Think about what you do every day. What tickles your fancy a few times a month? Chances are that you are passionate about the very things that you think about.
So invest it those things. The love and passion that you have for something will pay off and your customers will be able to feel it!
#3 Investing In Too Much Inventory
Inventory sucks up your money. The more inventory you have, the less money you have in your pocket.
Unless you’ve really done your research, you never know exactly how much inventory you’ll need.
And yet, the more inventory you get, the less it typically costs per piece.
It’s often a conundrum.
I’ve made the mistake of ordering too much inventory that didn’t sell. This would usually mean that I lost money.
Fortunately, I avoided huge or even small losses due to the higher profit margins I made from selling at least some of the inventory.
Still, this is a mistake I wish I never made. If I hadn’t, I would be a much richer man for it.
#4: Assuming That Customers Would Just Come to My Website
There are so many websites and web pages being published every day, it’s nearly impossible to get the traffic you want and need organically – at least right away.
I’ve made the mistake in believing that if I just built and published my website by 10 am, traffic and sales will start coming in right after lunch.
Generally, this isn’t the case.
Just because I built a website doesn’t mean I will get instant visitors to my site. It takes a lot of work, SEO (Search Engine Optimization), on-and-offline networking, and creating valuable content that people will want to share.
For me, it was hard not to get out of the 1999 mindset of thinking. I had to provide more than just a website.
Now, don’t get me wrong. Creating a website is a great first step. It’s a HUGE necessary step.
But, generating good content and engaging with your potential customers online and offline is a necessity to cultivating traffic.
There is no such thing as overnight success. By removing the assumption that customers will just come to your website because you built it, you can manage your expectations as well as manage your strategy over the long run.
#5 Not Doing One Thing at a Time (spreading myself too thin)
I once bought into the idea of multi-tasking as way to get more things done faster. Boy was I wrong about this!
It only made me less effective, less efficient, all the while sapping my energy, making me more stressed, tired, and grumpy.
There is nothing wrong with wanting to try out several ideas. In fact, keeping an open mind about your path towards success is always a good idea.
But if you are going to choose an option, then stick with it.
Breakdown each project or task and work to complete it before jumping onto another idea.
By focusing on one thing at a time, you will give it your best effort, be more focused, and complete it much faster than if you were to simply add it to your ever-growing “to do” list.
Was There Anything I did right?
To be fair, it’s also important to think about any of the things I did right. There were a few. Over time, they sustained me and made it possible generate more profit and greater satisfaction.
I learned a bit of the technical stuff
I learned how to create my first website back in 1997. It was a different online landscape back then and perhaps a little harder because the resources were not as abundant.
No doubt, I was skeptical of this new medium of being online and even further terrified of giving up my credit card information.
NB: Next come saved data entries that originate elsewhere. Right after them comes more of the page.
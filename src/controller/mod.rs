//! ## The cycle supervisor
//!
//! This module owns the building model and the remote control port, and
//! orchestrates one full cycle: connect if needed, synchronize every dynamic
//! field, run the dispatch decision for every elevator, and publish the
//! updated snapshot on a watch channel for presentation layers to drain.
//!
//! Connectivity failures are never propagated outward. Every failed remote
//! call drops the supervisor back to [`ConnectionState::Disconnected`], and
//! the next tick (or the same `update` call) attempts to repair the
//! connection by re-running initialization.

pub mod dispatch;

use tokio::sync::watch;

use crate::building::{sync, Building, Elevator};
use crate::elevio::{Direction, ElevatorPort, PortResult};
use crate::print;

/// Connection status towards the remote endpoint.
#[derive(Debug, Clone, Copy, PartialEq, Eq)]
pub enum ConnectionState {
    /// No connection; the next tick retries initialization.
    Disconnected,

    /// Initialization in progress.
    Connecting,

    /// Connected; cycles run against the endpoint.
    Connected,
}

/// The supervisory controller for the elevator fleet.
///
/// Owns the port and the building model exclusively. A scheduling
/// collaborator invokes [`update`](ControlCenter::update) at a fixed cadence;
/// cycles are strictly serialized, and the manual entry points must be
/// invoked from the same single-threaded context since they mutate the same
/// model and issue commands on the same port.
pub struct ControlCenter<P: ElevatorPort> {
    port: P,
    building: Building,
    connection: ConnectionState,
    snapshot_tx: watch::Sender<Building>,
}

impl<P: ElevatorPort> ControlCenter<P> {
    /// Creates a control center around `port`, together with the receiving
    /// end of the snapshot channel presentation layers subscribe to.
    ///
    /// The center starts disconnected; call
    /// [`initialize`](ControlCenter::initialize) or let the first
    /// [`update`](ControlCenter::update) do so.
    pub fn new(port: P) -> (Self, watch::Receiver<Building>) {
        let (snapshot_tx, snapshot_rx) = watch::channel(Building::default());
        (
            Self {
                port,
                building: Building::default(),
                connection: ConnectionState::Disconnected,
                snapshot_tx,
            },
            snapshot_rx,
        )
    }

    /// Returns the current connection status.
    pub fn connection(&self) -> ConnectionState {
        self.connection
    }

    /// Returns the current building model.
    pub fn building(&self) -> &Building {
        &self.building
    }

    /// Returns the port, e.g. to let a demo step a simulated endpoint.
    pub fn port_mut(&mut self) -> &mut P {
        &mut self.port
    }

    /// Attempts to connect and initialize the building model.
    ///
    /// On success: the three static building facts are fetched once, a fresh
    /// elevator sequence is allocated, elevator 0 is selected if any exist,
    /// one full cycle runs, and the snapshot is published. On any failure the
    /// state is left `Disconnected` and nothing propagates; an unreachable
    /// endpoint is an expected condition that the next scheduled tick
    /// retries.
    pub fn initialize(&mut self) {
        self.connection = ConnectionState::Connecting;
        match self.try_initialize() {
            Ok(()) => {
                self.connection = ConnectionState::Connected;
                print::ok(format!(
                    "Connected: {} floors, {} elevators",
                    self.building.num_floors,
                    self.building.num_elevators()
                ));
                self.publish();
            }
            Err(e) => {
                self.connection = ConnectionState::Disconnected;
                print::warn(format!("Remote endpoint not available: {}", e));
            }
        }
    }

    fn try_initialize(&mut self) -> PortResult<()> {
        self.port.connect()?;

        let num_floors = self.port.get_floor_num()?;
        let num_elevators = self.port.get_elevator_num()?;
        let floor_height = self.port.get_floor_height()?;

        // Operator-facing state survives a transient drop as long as the
        // fleet shape is unchanged; a different elevator count makes the old
        // indices meaningless and resets to defaults.
        let same_fleet = self.building.num_elevators() == num_elevators;
        let previous_modes: Vec<bool> = self
            .building
            .elevators
            .iter()
            .map(|elevator| elevator.automatic)
            .collect();
        let previous_selection = self.building.selected_elevator;

        self.building = Building {
            num_floors,
            floor_height,
            elevators: vec![Elevator::default(); num_elevators],
            ..Building::default()
        };

        if same_fleet {
            for (elevator, automatic) in self.building.elevators.iter_mut().zip(previous_modes) {
                elevator.automatic = automatic;
            }
            self.building.selected_elevator = previous_selection;
        }
        if num_elevators > 0 && self.building.selected_elevator.is_none() {
            self.building.selected_elevator = Some(0);
        }

        self.run_cycle()
    }

    /// Runs one update tick.
    ///
    /// Disconnected: re-run initialization and return. Connected: run one
    /// full cycle and publish the snapshot; on failure drop to disconnected
    /// and immediately retry initialization within the same call, so a
    /// transient endpoint restart heals without skipping a tick.
    pub fn update(&mut self) {
        if self.connection != ConnectionState::Connected {
            self.initialize();
            return;
        }

        match self.run_cycle() {
            Ok(()) => self.publish(),
            Err(e) => {
                print::warn(format!("Lost connection to remote endpoint: {}", e));
                self.connection = ConnectionState::Disconnected;
                self.initialize();
            }
        }
    }

    /// One full synchronize-then-dispatch pass over the whole building.
    fn run_cycle(&mut self) -> PortResult<()> {
        sync::refresh_call_buttons(&mut self.port, &mut self.building)?;
        for index in 0..self.building.num_elevators() {
            sync::refresh_elevator(&mut self.port, &mut self.building, index)?;
        }

        for (index, elevator) in self.building.elevators.iter().enumerate() {
            dispatch::operate(&mut self.port, index, elevator, self.building.num_floors)?;
        }

        Ok(())
    }

    /// Selects the elevator whose state the presentation layer details.
    ///
    /// Out-of-range indices are ignored.
    pub fn select_elevator(&mut self, index: usize) {
        if !self.building.is_valid_elevator(index) {
            print::warn(format!("select_elevator: no elevator {}", index));
            return;
        }
        self.building.selected_elevator = Some(index);
        self.publish();
    }

    /// Switches an elevator between manual and automatic operation.
    ///
    /// Takes effect on the next cycle; switching into automatic does not
    /// immediately re-run the sweep. Out-of-range indices are ignored.
    pub fn set_automatic_mode(&mut self, index: usize, enabled: bool) {
        let Some(elevator) = self.building.elevators.get_mut(index) else {
            print::warn(format!("set_automatic_mode: no elevator {}", index));
            return;
        };
        elevator.automatic = enabled;
        self.publish();
    }

    /// Sends a manually operated elevator to `target_floor`.
    ///
    /// Ignored when the elevator is in automatic mode or the index or floor
    /// is out of range. The committed direction is always issued before the
    /// target, matching the endpoint's expected command ordering; nothing is
    /// issued when the elevator already is at the target floor. A failing
    /// command drops the connection exactly like a cycle failure.
    pub fn set_manual_target(&mut self, index: usize, target_floor: usize) {
        let Some(elevator) = self.building.elevators.get(index) else {
            print::warn(format!("set_manual_target: no elevator {}", index));
            return;
        };
        if elevator.automatic {
            print::warn(format!(
                "set_manual_target: elevator {} is in automatic mode",
                index
            ));
            return;
        }
        if target_floor >= self.building.num_floors {
            print::warn(format!("set_manual_target: no floor {}", target_floor));
            return;
        }

        let current_floor = elevator.current_floor;
        let result = if target_floor < current_floor {
            self.port
                .set_committed_direction(index, Direction::Down)
                .and_then(|()| self.port.set_target(index, target_floor))
        } else if target_floor > current_floor {
            self.port
                .set_committed_direction(index, Direction::Up)
                .and_then(|()| self.port.set_target(index, target_floor))
        } else {
            // Already there.
            Ok(())
        };

        if let Err(e) = result {
            print::warn(format!("Lost connection to remote endpoint: {}", e));
            self.connection = ConnectionState::Disconnected;
        }
    }

    /// Publishes the current building model as an owned snapshot.
    fn publish(&self) {
        let _ = self.snapshot_tx.send(self.building.clone());
    }
}
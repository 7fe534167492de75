#![warn(missing_docs)]
//! # This projects library
//!
//! This library implements a supervisory control center for a small fleet of
//! elevators reachable through a remote control interface. It polls the remote
//! endpoint at a fixed cadence, reconciles an in-memory building model with the
//! remote state, and issues movement and direction commands either under the
//! automatic sweep policy or on behalf of a human operator.
//!
//! ## Overview
//! - **Config**: Handles configuration settings.
//! - **Print**: Print functions with color coding.
//! - **Elevio**: Remote control port contract, plus a simulator for demos.
//! - **Building**: The building model and its per-cycle synchronization.
//! - **Controller**: Dispatch logic and the cycle supervisor.

/// Global variables
pub mod config;

/// Print functions with color coding
pub mod print;

/// Interface towards the remote elevator control endpoint.
pub mod elevio;

/// The building model and its synchronization with the remote endpoint.
pub mod building;

/// Elevator dispatch logic and the cycle supervisor.
pub mod controller;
In 2009, after paying someone a lot of money to build a cheap website for me, I revisited the idea of re-learning how to build my own site.
Learning the technical stuff has saved me thousands of dollars and gave me the freedom to experiment with different ideas. I also have turned my web developing skills into a nice part-time business.
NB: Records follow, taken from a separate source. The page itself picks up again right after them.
//! Help functions to refresh the building model from the remote endpoint
//!
//! Both functions perform a full per-cycle refresh: the endpoint is the sole
//! source of truth, so sets are rebuilt wholesale rather than diffed
//! incrementally. Any port failure aborts the refresh and propagates to the
//! cycle supervisor; previously synchronized state is left untouched in that
//! case, never half replaced.

use crate::building::Building;
use crate::elevio::{ElevatorPort, PortResult};

/// Rebuilds the call button sets for every floor of the building.
///
/// Probes the up and down flag for each floor in `[0, num_floors)` and
/// replaces `floor_buttons_up` / `floor_buttons_down` with the floors whose
/// flag is set. The new sets are built locally and assigned only after every
/// probe succeeded, so an aborted refresh never mixes fresh and stale floors
/// within one field.
pub fn refresh_call_buttons<P: ElevatorPort + ?Sized>(
    port: &mut P,
    building: &mut Building,
) -> PortResult<()> {
    let mut up_pressed = Vec::new();
    let mut down_pressed = Vec::new();

    for floor in 0..building.num_floors {
        if port.get_floor_button_up(floor)? {
            up_pressed.push(floor);
        }
        if port.get_floor_button_down(floor)? {
            down_pressed.push(floor);
        }
    }

    building.floor_buttons_up = up_pressed;
    building.floor_buttons_down = down_pressed;
    Ok(())
}

/// Refreshes all dynamic fields of the elevator at `index` in place.
///
/// Overwrites the entity's fields with the values reported by the endpoint
/// (the entity itself is never replaced), then rebuilds its
/// `active_floor_buttons` by probing the cab button for every floor.
/// Indices outside the elevator sequence are ignored.
pub fn refresh_elevator<P: ElevatorPort + ?Sized>(
    port: &mut P,
    building: &mut Building,
    index: usize,
) -> PortResult<()> {
    let num_floors = building.num_floors;
    let Some(elevator) = building.elevators.get_mut(index) else {
        return Ok(());
    };

    elevator.committed_direction = port.get_committed_direction(index)?;
    elevator.current_target = port.get_target(index)?;
    elevator.current_acceleration = port.get_elevator_accel(index)?;
    elevator.door_status = port.get_elevator_door_status(index)?;
    elevator.current_floor = port.get_elevator_floor(index)?;
    elevator.current_height_over_ground = port.get_elevator_position(index)?;
    elevator.current_speed = port.get_elevator_speed(index)?;
    elevator.current_passenger_weight = port.get_elevator_weight(index)?;
    elevator.max_passenger_number = port.get_elevator_capacity(index)?;

    let mut cab_buttons = Vec::new();
    for floor in 0..num_floors {
        if port.get_elevator_button(index, floor)? {
            cab_buttons.push(floor);
        }
    }
    elevator.active_floor_buttons = cab_buttons;

    Ok(())
}

#[cfg(test)]
mod tests {
    use super::*;
    use crate::building::Elevator;
    use crate::elevio::mock::MockPort;
    use crate::elevio::{Direction, DoorStatus};
    use pretty_assertions::assert_eq;

    fn building_with(num_floors: usize, num_elevators: usize) -> Building {
        Building {
            num_floors,
            floor_height: 3.0,
            elevators: vec![Elevator::default(); num_elevators],
            ..Building::default()
        }
    }

    #[test]
    fn call_buttons_mirror_the_port_exactly() {
        let mut port = MockPort::new(5, 1);
        port.buttons_up = vec![0, 3];
        port.buttons_down = vec![4];

        let mut building = building_with(5, 1);
        building.floor_buttons_up = vec![1]; // stale from a previous cycle

        refresh_call_buttons(&mut port, &mut building).unwrap();

        assert_eq!(building.floor_buttons_up, vec![0, 3]);
        assert_eq!(building.floor_buttons_down, vec![4]);

        for floor in 0..5 {
            assert_eq!(
                building.floor_buttons_up.contains(&floor),
                port.buttons_up.contains(&floor)
            );
            assert_eq!(
                building.floor_buttons_down.contains(&floor),
                port.buttons_down.contains(&floor)
            );
        }
    }

    #[test]
    fn call_button_failure_aborts_and_keeps_previous_sets() {
        let mut port = MockPort::new(5, 1);
        port.offline = true;

        let mut building = building_with(5, 1);
        building.floor_buttons_up = vec![2];
        building.floor_buttons_down = vec![1];

        assert!(refresh_call_buttons(&mut port, &mut building).is_err());
        assert_eq!(building.floor_buttons_up, vec![2]);
        assert_eq!(building.floor_buttons_down, vec![1]);
    }

    #[test]
    fn elevator_refresh_overwrites_in_place_and_keeps_mode() {
        let mut port = MockPort::new(5, 2);
        port.elevators[1].committed_direction = Direction::Down;
        port.elevators[1].target = 2;
        port.elevators[1].floor = 3;
        port.elevators[1].door_status = DoorStatus::Closing;
        port.elevators[1].speed = 1.2;
        port.elevators[1].position = 8.7;
        port.elevators[1].weight = 140.0;
        port.elevators[1].capacity = 13;
        port.elevators[1].cab_buttons = vec![0, 2];

        let mut building = building_with(5, 2);
        building.elevators[1].automatic = true; // locally owned, must survive

        refresh_elevator(&mut port, &mut building, 1).unwrap();

        let elevator = &building.elevators[1];
        assert_eq!(elevator.committed_direction, Direction::Down);
        assert_eq!(elevator.current_target, 2);
        assert_eq!(elevator.current_floor, 3);
        assert_eq!(elevator.door_status, DoorStatus::Closing);
        assert_eq!(elevator.current_speed, 1.2);
        assert_eq!(elevator.current_height_over_ground, 8.7);
        assert_eq!(elevator.current_passenger_weight, 140.0);
        assert_eq!(elevator.max_passenger_number, 13);
        assert_eq!(elevator.active_floor_buttons, vec![0, 2]);
        assert!(elevator.automatic);
    }

    #[test]
    fn elevator_refresh_out_of_range_is_a_no_op() {
        let mut port = MockPort::new(5, 1);
        let mut building = building_with(5, 1);

        refresh_elevator(&mut port, &mut building, 7).unwrap();
        assert_eq!(building.elevators.len(), 1);
    }

    #[test]
    fn elevator_refresh_failure_propagates() {
        let mut port = MockPort::new(5, 1);
        port.offline = true;

        let mut building = building_with(5, 1);
        assert!(refresh_elevator(&mut port, &mut building, 0).is_err());
    }
}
I Learned to Tell Myself No
Sometimes the secret to your success is in not saying “Yes”, but it’s having the ability to say “No” – especially to myself.
Having the ability to say “No” to tempting projects has been a slow undertaking for me. Yet, having the ability to say “Now” has let me spend more of time on the important things that I rather pursue.
Once you establish your own priorities based on the goals that you have set out for yourself, you will then need the ability to block out distractions, disruptions, and stay focused on the things that matter.